Record extracts
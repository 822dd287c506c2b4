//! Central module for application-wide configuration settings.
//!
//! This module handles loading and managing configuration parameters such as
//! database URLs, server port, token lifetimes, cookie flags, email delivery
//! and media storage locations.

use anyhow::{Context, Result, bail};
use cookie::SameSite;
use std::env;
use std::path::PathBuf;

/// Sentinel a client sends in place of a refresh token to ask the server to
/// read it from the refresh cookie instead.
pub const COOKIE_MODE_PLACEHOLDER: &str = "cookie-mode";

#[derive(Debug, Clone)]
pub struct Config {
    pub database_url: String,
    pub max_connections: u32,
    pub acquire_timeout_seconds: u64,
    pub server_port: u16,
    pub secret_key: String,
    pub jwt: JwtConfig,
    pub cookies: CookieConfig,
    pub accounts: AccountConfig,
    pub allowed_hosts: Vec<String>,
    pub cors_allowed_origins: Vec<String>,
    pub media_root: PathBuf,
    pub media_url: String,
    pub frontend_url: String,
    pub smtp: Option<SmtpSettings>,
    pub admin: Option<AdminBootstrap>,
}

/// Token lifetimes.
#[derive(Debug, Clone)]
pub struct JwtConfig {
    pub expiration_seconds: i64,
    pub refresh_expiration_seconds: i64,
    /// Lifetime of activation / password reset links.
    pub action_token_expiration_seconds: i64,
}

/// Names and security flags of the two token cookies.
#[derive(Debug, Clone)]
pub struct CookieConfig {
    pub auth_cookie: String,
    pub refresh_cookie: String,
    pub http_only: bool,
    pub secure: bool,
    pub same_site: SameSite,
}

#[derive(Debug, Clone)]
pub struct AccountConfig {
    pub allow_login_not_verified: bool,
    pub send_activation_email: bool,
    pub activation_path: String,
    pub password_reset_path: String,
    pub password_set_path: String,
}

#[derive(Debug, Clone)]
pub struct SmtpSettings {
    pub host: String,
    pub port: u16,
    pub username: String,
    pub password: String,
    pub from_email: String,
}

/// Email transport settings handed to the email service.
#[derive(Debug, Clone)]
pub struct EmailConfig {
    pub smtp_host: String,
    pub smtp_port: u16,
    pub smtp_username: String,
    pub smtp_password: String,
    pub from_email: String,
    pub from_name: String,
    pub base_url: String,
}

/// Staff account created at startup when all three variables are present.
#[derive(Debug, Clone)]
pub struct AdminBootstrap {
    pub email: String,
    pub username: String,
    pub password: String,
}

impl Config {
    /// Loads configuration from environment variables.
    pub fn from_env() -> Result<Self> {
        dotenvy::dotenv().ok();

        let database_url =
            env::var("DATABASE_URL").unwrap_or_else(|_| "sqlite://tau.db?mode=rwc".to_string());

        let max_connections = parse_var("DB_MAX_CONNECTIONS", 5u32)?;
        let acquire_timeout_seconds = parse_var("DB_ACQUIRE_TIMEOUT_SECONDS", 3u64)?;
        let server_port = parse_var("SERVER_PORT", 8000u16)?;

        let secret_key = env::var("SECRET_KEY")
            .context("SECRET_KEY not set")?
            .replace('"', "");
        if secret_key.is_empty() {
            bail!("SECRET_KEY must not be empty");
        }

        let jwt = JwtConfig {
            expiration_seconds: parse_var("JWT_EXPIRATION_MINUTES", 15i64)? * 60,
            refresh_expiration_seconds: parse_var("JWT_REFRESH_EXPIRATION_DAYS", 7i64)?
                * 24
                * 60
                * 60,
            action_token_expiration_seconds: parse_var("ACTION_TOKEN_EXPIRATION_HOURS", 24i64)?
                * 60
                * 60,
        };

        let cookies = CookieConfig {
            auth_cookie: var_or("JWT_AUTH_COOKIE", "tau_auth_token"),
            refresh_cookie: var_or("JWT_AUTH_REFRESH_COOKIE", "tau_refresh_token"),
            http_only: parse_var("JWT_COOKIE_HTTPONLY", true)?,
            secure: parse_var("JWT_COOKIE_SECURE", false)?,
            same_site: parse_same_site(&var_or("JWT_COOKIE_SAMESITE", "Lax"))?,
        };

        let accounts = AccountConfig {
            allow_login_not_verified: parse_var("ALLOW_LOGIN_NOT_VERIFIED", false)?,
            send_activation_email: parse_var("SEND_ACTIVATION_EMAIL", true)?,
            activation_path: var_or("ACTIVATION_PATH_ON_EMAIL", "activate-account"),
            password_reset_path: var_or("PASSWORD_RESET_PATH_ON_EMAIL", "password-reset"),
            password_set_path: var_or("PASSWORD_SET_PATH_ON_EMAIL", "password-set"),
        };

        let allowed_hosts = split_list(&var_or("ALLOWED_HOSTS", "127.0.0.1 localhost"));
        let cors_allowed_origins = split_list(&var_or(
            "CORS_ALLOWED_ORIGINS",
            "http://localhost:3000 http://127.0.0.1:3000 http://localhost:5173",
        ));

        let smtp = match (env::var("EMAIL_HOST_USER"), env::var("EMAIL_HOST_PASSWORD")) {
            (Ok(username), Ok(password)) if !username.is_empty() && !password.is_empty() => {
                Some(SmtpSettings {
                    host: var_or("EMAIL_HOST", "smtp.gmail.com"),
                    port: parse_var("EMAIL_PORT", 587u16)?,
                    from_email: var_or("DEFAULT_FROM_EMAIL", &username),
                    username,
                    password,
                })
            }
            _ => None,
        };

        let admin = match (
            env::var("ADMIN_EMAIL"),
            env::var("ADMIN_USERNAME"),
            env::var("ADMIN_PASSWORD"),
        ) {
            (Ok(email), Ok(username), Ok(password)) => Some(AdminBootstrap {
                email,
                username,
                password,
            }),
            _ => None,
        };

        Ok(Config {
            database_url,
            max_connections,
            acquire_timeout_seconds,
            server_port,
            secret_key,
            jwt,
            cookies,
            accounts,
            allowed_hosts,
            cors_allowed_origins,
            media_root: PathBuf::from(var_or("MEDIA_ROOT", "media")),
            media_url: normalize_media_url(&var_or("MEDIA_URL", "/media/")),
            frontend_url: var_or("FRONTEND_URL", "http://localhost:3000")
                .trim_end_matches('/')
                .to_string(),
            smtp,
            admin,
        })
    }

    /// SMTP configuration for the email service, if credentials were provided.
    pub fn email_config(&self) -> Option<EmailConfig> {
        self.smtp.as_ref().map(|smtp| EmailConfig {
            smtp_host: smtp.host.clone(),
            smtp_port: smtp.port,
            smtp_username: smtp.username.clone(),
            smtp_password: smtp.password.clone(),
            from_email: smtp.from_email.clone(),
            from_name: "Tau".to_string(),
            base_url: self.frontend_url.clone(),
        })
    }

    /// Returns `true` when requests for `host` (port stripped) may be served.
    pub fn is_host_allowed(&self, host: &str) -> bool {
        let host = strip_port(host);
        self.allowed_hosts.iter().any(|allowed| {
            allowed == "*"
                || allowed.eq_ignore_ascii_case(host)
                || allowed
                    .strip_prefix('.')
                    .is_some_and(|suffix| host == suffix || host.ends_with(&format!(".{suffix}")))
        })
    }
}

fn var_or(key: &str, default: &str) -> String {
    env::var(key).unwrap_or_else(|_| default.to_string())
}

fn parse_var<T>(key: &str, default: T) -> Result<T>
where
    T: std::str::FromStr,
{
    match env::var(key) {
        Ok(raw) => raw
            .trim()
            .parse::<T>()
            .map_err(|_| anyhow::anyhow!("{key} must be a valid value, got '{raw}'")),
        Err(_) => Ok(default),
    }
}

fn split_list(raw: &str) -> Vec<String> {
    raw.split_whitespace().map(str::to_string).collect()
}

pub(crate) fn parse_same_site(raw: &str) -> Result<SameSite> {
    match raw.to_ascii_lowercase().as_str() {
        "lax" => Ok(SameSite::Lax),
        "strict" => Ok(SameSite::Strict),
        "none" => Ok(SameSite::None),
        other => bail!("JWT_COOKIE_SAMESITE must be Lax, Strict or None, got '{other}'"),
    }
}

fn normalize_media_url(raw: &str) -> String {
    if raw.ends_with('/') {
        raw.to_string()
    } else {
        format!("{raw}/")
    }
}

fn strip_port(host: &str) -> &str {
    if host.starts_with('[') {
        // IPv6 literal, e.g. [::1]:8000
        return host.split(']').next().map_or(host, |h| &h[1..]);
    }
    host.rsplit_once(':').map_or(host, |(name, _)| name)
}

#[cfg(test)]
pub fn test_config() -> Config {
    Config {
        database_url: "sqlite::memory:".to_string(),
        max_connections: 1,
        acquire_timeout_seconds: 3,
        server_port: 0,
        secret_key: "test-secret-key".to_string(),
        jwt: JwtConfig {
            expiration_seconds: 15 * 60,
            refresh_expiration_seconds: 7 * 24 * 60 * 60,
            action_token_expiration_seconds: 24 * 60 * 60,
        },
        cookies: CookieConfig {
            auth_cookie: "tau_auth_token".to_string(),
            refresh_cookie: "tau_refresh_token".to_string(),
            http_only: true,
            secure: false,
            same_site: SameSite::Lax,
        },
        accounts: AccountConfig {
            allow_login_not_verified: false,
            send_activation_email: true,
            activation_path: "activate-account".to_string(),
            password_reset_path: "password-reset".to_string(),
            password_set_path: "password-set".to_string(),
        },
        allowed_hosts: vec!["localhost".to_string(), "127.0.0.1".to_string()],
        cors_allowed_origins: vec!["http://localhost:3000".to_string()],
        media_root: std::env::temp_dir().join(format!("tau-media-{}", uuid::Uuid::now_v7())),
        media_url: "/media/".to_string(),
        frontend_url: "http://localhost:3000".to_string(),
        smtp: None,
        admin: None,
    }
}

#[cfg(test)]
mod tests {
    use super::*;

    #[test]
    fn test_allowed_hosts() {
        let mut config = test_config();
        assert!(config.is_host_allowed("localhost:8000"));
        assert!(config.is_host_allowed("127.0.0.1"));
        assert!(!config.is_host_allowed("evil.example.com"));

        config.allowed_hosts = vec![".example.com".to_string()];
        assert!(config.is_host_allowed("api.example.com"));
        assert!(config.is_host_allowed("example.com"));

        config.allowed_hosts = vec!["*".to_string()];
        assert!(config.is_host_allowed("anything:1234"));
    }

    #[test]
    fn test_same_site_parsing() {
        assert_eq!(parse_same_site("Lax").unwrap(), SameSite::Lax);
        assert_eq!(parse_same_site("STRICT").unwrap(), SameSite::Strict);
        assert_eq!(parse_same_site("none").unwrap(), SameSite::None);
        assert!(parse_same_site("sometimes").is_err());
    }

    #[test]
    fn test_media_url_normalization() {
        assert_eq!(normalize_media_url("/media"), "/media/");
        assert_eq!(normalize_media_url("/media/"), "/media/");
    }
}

Task directions
Filter the data for the string "flags" and copy every line that has it.

Response box
//! database URLs, server port, token lifetimes, cookie flags, email delivery
/// Names and security flags of the two token cookies.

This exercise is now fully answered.